In the wake of the assassination of Sheikh Mujibur Rahman, the founding leader of Bangladesh, General Ziaur Rahman who was the army chief at the time, seized control of the country and ousted President Khondaker Mostaq Ahmad, establishing a military dictatorship that lasted until his own assassination in 1981. During his rule, Ziaur Rahman made significant changes to Bangladesh's political and legal framework, most notably introducing the Indemnity Law (1975), which granted immunity to those involved in the assassination of Sheikh Mujib. This law was controversial and was repealed by the Awami League government in 1996.

Ziaur Rahman's political strategies were characterized by his efforts to consolidate power through a blend of military control, Islamic nationalism, and anti-Indian sentiment. He granted amnesty to the assassins of Sheikh Mujibur Rahman and integrated them into the political system. Furthermore, he allowed the return of Jamaat-e-Islami (JeI) and other pro-Pakistan groups, whose leaders had been accused of collaborating with the Pakistani military during the 1971 Bangladesh Liberation War. These groups, which had been banned after the war, were allowed to re-enter the political arena under Zia's regime.

Ziaur Rahman's influence on the political culture of Bangladesh continued after his death in 1981. His widow, Khaleda Zia took the helm of the Bangladesh Nationalist Party (BNP) which he had founded, and led the party to significant electoral victories. Khaleda Zia's rise to the political forefront came in the context of a divided Bangladesh, where the political rivalry between the BNP and the Awami League was increasingly intense

Khaleda Zia became the first woman to hold the office of Prime Minister of Bangladesh, serving two terms first from 1991 to 1996 and then from 2001 to 2006. Her terms in office were marked by her alliance with JeI, a move that was both praised by her supporters and criticized by her detractors. Her tenure also saw a deterioration in relations between Bangladesh and India, as issues such as border security and water sharing became contentious.

Throughout her political career, Khaleda Zia has been a polarizing figure. While her leadership of the BNP cemented her place in the history of Bangladesh's politics, it also brought her into conflict with political opponents, particularly Sheikh Hasina of the Awami League. The political rivalry between the two women has shaped much of the country's modern political landscape.

== Aftermath ==
Use of the term declined as Sheikh Hasina remained in power after becoming prime minister again in 2009, while Khaleda Zia was placed under arrest. Hasina was ousted and fled Bangladesh on August 5, 2024, during the July Uprising and Zia was later freed. Zia died on December 30, 2025, at the age of 80.

== Current situation ==
Since the July Uprising, the Awami League, led by Sheikh Hasina has faced legal challenges and political pressure.

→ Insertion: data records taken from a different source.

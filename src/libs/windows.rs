//! Singleton-per-role window lifecycle.
//!
//! [`WindowManager`] owns the role → window map. It guarantees that at most one
//! window per [`WindowRole`] is alive, restores and records geometry for
//! persistent roles, and is the only component that ever talks to the shell
//! about windows.
//!
//! ## Lifecycle
//!
//! ```text
//!   open(role) ──▶ already alive? ──yes──▶ focus, return existing handle
//!                        │
//!                        no
//!                        ▼
//!   merge saved geometry (persistent roles) ──▶ create ──▶ maximize if saved
//!                        ──▶ on_ready (navigation) ──▶ track handle
//!
//!   resized / moved ──▶ remember + persist (persistent roles)
//!   closed / close() ──▶ persist last geometry ──▶ forget handle
//! ```
//!
//! Programmatic `close` and a user-initiated close go through the same cleanup
//! path. Every operation on a role without a live window is a silent no-op.

use crate::libs::bounds_store::BoundsStore;
use crate::libs::event::WindowEvent;
use crate::libs::messages::Message;
use crate::libs::shell::{center_in, Bounds, PersistedWindowState, Shell, ShellError, Size, WindowHandle, WindowOptions};
use crate::{msg_debug, msg_info};
use serde::{Deserialize, Serialize};
use std::collections::HashMap;
use std::fmt;

/// Work area assumed until the shell reports the primary display.
pub const DEFAULT_WORK_AREA: Size = Size::new(1920, 1080);

/// The fixed purposes a window can serve.
#[derive(Debug, Clone, Copy, PartialEq, Eq, Hash, Serialize, Deserialize)]
#[serde(rename_all = "lowercase")]
pub enum WindowRole {
    Loading,
    Auth,
    Data,
    Settings,
    Prompt,
}

impl WindowRole {
    pub const ALL: [WindowRole; 5] = [
        WindowRole::Loading,
        WindowRole::Auth,
        WindowRole::Data,
        WindowRole::Settings,
        WindowRole::Prompt,
    ];

    pub fn as_str(self) -> &'static str {
        match self {
            WindowRole::Loading => "loading",
            WindowRole::Auth => "auth",
            WindowRole::Data => "data",
            WindowRole::Settings => "settings",
            WindowRole::Prompt => "prompt",
        }
    }

    /// View route rendered inside the window.
    pub fn route(self) -> &'static str {
        match self {
            WindowRole::Data => "/",
            WindowRole::Settings => "/settings",
            WindowRole::Prompt => "/input",
            WindowRole::Auth => "/auth",
            WindowRole::Loading => "/loading",
        }
    }

    /// Whether geometry survives restarts.
    pub fn is_persistent(self) -> bool {
        matches!(self, WindowRole::Data | WindowRole::Prompt | WindowRole::Auth)
    }

    /// Name of the role's persisted state namespace.
    pub fn storage_key(self) -> &'static str {
        match self {
            WindowRole::Data => "userData",
            WindowRole::Prompt => "userInput",
            WindowRole::Auth => "userAuth",
            WindowRole::Settings => "userSettings",
            WindowRole::Loading => "userLoading",
        }
    }

    pub fn default_options(self) -> WindowOptions {
        match self {
            WindowRole::Data => WindowOptions::new(1000, 800).min_size(491, 300),
            WindowRole::Settings => {
                let size = SettingsLayout::Vertical.size();
                WindowOptions::new(size.width, size.height).fixed_size()
            }
            WindowRole::Prompt => WindowOptions::new(286, 214).min_size(208, 214).max_size(286, 214).not_maximizable(),
            WindowRole::Auth => WindowOptions::new(310, 193).min_size(193, 193).max_size(310, 193),
            WindowRole::Loading => WindowOptions::new(250, 200).fixed_size(),
        }
    }
}

impl fmt::Display for WindowRole {
    fn fmt(&self, f: &mut fmt::Formatter) -> fmt::Result {
        f.write_str(self.as_str())
    }
}

/// The two fixed layouts of the settings window.
#[derive(Debug, Clone, Copy, PartialEq, Eq, Serialize, Deserialize)]
#[serde(rename_all = "lowercase")]
pub enum SettingsLayout {
    Horizontal,
    Vertical,
}

impl SettingsLayout {
    pub fn size(self) -> Size {
        match self {
            SettingsLayout::Horizontal => Size::new(1000, 439),
            SettingsLayout::Vertical => Size::new(700, 697),
        }
    }
}

impl fmt::Display for SettingsLayout {
    fn fmt(&self, f: &mut fmt::Formatter) -> fmt::Result {
        match self {
            SettingsLayout::Horizontal => f.write_str("horizontal"),
            SettingsLayout::Vertical => f.write_str("vertical"),
        }
    }
}

#[derive(Debug)]
struct LiveWindow {
    handle: WindowHandle,
    // Latest geometry seen for the window, if any is known yet.
    last_state: Option<PersistedWindowState>,
    maximized: bool,
}

pub struct WindowManager {
    shell: Box<dyn Shell>,
    store: Box<dyn BoundsStore>,
    live: HashMap<WindowRole, LiveWindow>,
    focused: Option<WindowHandle>,
    work_area: Size,
}

impl WindowManager {
    pub fn new(shell: Box<dyn Shell>, store: Box<dyn BoundsStore>) -> Self {
        Self {
            shell,
            store,
            live: HashMap::new(),
            focused: None,
            work_area: DEFAULT_WORK_AREA,
        }
    }

    /// Opens the window for `role`, or brings the existing one to front.
    ///
    /// For persistent roles, saved geometry is merged into `options` as
    /// initial geometry (clamped to the role's constraints) and a saved
    /// maximized state is restored. `on_ready` runs once, right after
    /// creation, and is where the caller performs first-time navigation.
    ///
    /// # Errors
    ///
    /// Returns the shell's error when no window can be created.
    pub fn open<F>(&mut self, role: WindowRole, options: WindowOptions, on_ready: F) -> Result<WindowHandle, ShellError>
    where
        F: FnOnce(&mut dyn Shell, WindowHandle),
    {
        if let Some(live) = self.live.get(&role) {
            let handle = live.handle;
            self.shell.focus_window(handle);
            msg_debug!(Message::WindowFocused(role.to_string()));
            return Ok(handle);
        }

        let saved = if role.is_persistent() { self.store.get(role) } else { None };
        let options = match &saved {
            Some(state) => {
                msg_debug!(Message::BoundsRestored(role.to_string()));
                options.with_restored(state)
            }
            None => options,
        };

        let handle = self.shell.create_window(role, &options)?;

        let maximized = options.maximizable && saved.is_some_and(|state| state.maximized);
        if maximized {
            self.shell.maximize(handle);
        }

        on_ready(self.shell.as_mut(), handle);

        let last_state = match (options.x, options.y) {
            (Some(x), Some(y)) => Some(PersistedWindowState {
                bounds: Bounds {
                    x,
                    y,
                    width: options.width,
                    height: options.height,
                },
                maximized,
            }),
            _ => None,
        };
        self.live.insert(role, LiveWindow { handle, last_state, maximized });
        msg_info!(Message::WindowOpened(role.to_string()));
        Ok(handle)
    }

    /// Opens `role` with its default options and navigates it to its route.
    pub fn open_role(&mut self, role: WindowRole) -> Result<WindowHandle, ShellError> {
        self.open(role, role.default_options(), move |shell, handle| shell.navigate(handle, role.route()))
    }

    pub fn close(&mut self, role: WindowRole) {
        let Some(handle) = self.live.get(&role).map(|live| live.handle) else {
            return;
        };
        self.shell.close_window(handle);
        self.forget(role, None);
    }

    pub fn is_open(&self, role: WindowRole) -> bool {
        self.live.contains_key(&role)
    }

    pub fn focus(&mut self, role: WindowRole) {
        if let Some(live) = self.live.get(&role) {
            self.shell.focus_window(live.handle);
        }
    }

    /// Moves/resizes the window of `role`, if open.
    pub fn set_bounds(&mut self, role: WindowRole, bounds: Bounds) {
        if let Some(live) = self.live.get(&role) {
            self.shell.set_bounds(live.handle, bounds);
        }
    }

    /// Resizes the settings window to `layout`, centered on the primary display.
    pub fn apply_settings_layout(&mut self, layout: SettingsLayout) {
        if !self.is_open(WindowRole::Settings) {
            return;
        }
        let bounds = center_in(self.work_area, layout.size());
        self.set_bounds(WindowRole::Settings, bounds);
        msg_debug!(Message::SettingsLayoutChanged(layout.to_string()));
    }

    pub fn open_roles(&self) -> Vec<WindowRole> {
        WindowRole::ALL.into_iter().filter(|role| self.is_open(*role)).collect()
    }

    pub fn role_of(&self, handle: WindowHandle) -> Option<WindowRole> {
        self.live.iter().find(|(_, live)| live.handle == handle).map(|(role, _)| *role)
    }

    pub fn work_area(&self) -> Size {
        self.work_area
    }

    pub fn set_work_area(&mut self, work_area: Size) {
        self.work_area = work_area;
    }

    /// Shell access for capabilities that are not window-scoped.
    pub fn shell(&mut self) -> &mut dyn Shell {
        self.shell.as_mut()
    }

    /// Applies a window event. Returns the role whose window just closed, if any.
    pub fn handle_event(&mut self, handle: WindowHandle, event: &WindowEvent) -> Option<WindowRole> {
        match event {
            WindowEvent::Focused => {
                self.focused = Some(handle);
                None
            }
            WindowEvent::Blurred => {
                if self.focused == Some(handle) {
                    self.focused = None;
                }
                None
            }
            WindowEvent::Resized { state } | WindowEvent::Moved { state } => {
                let Some(role) = self.role_of(handle) else {
                    msg_debug!(Message::WindowEventForUnknownHandle(handle.0));
                    return None;
                };
                if let Some(live) = self.live.get_mut(&role) {
                    live.last_state = Some(*state);
                    live.maximized = state.maximized;
                }
                if role.is_persistent() {
                    self.store.set(role, state);
                }
                None
            }
            WindowEvent::Closed { state } => {
                if self.focused == Some(handle) {
                    self.focused = None;
                }
                let Some(role) = self.role_of(handle) else {
                    msg_debug!(Message::WindowEventForUnknownHandle(handle.0));
                    return None;
                };
                self.forget(role, *state);
                Some(role)
            }
        }
    }

    pub fn close_focused(&mut self) {
        let Some(handle) = self.focused else {
            msg_debug!(Message::NoFocusedWindow);
            return;
        };
        match self.role_of(handle) {
            Some(role) => self.close(role),
            None => self.shell.close_window(handle),
        }
    }

    pub fn minimize_focused(&mut self) {
        match self.focused {
            Some(handle) => self.shell.minimize(handle),
            None => msg_debug!(Message::NoFocusedWindow),
        }
    }

    /// Maximizes the focused window, or restores it when already maximized.
    pub fn toggle_maximize_focused(&mut self) {
        let Some(handle) = self.focused else {
            msg_debug!(Message::NoFocusedWindow);
            return;
        };
        let Some(live) = self.live.values_mut().find(|live| live.handle == handle) else {
            self.shell.maximize(handle);
            return;
        };
        if live.maximized {
            self.shell.unmaximize(handle);
        } else {
            self.shell.maximize(handle);
        }
        live.maximized = !live.maximized;
        if let Some(state) = live.last_state.as_mut() {
            state.maximized = live.maximized;
        }
    }

    // Single cleanup path for programmatic and user-initiated closes.
    fn forget(&mut self, role: WindowRole, state: Option<PersistedWindowState>) {
        let Some(live) = self.live.remove(&role) else {
            return;
        };
        if self.focused == Some(live.handle) {
            self.focused = None;
        }
        if role.is_persistent() {
            match state.or(live.last_state) {
                Some(state) => self.store.set(role, &state),
                None => msg_debug!(format!("no geometry known for {}, nothing to save", role)),
            }
        }
        msg_info!(Message::WindowClosed(role.to_string()));
    }
}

On 15 January 2025, the Supreme Court overturned Khaleda Zia's conviction in a corruption case related to charitable donations dating back to 2008. This ruling theoretically allowed her to resume political activities or contest upcoming elections Subsequently, on 6 May 2025, Khaleda Zia returned to Dhaka after receiving medical treatment in London a move widely interpreted as a strong indication of the BNP's possible return to prominence.

On the other hand, Sheikh Hasina has faced ongoing judicial investigations since 2024 concerning corruption and serious allegations, including charges of crimes against humanity reported in the media. On 27 November 2025, a court sentenced her to 21 years in prison on corruption charges, placing her in a legally and politically vulnerable position and potentially opening the door for a renewed political contest.

Khaleda Zia died on 30 December 2025, ending the 30-year long battle of the Begums.

With Khaleda's death and Hasina's exile to India, Bangladesh has faced its first election without either of the two Begums in the 2026 Bangladeshi general election. The election was won by the Bangladesh Nationalist Party, which is led by Tarique Rahman, the son of the late Khaleda Zia.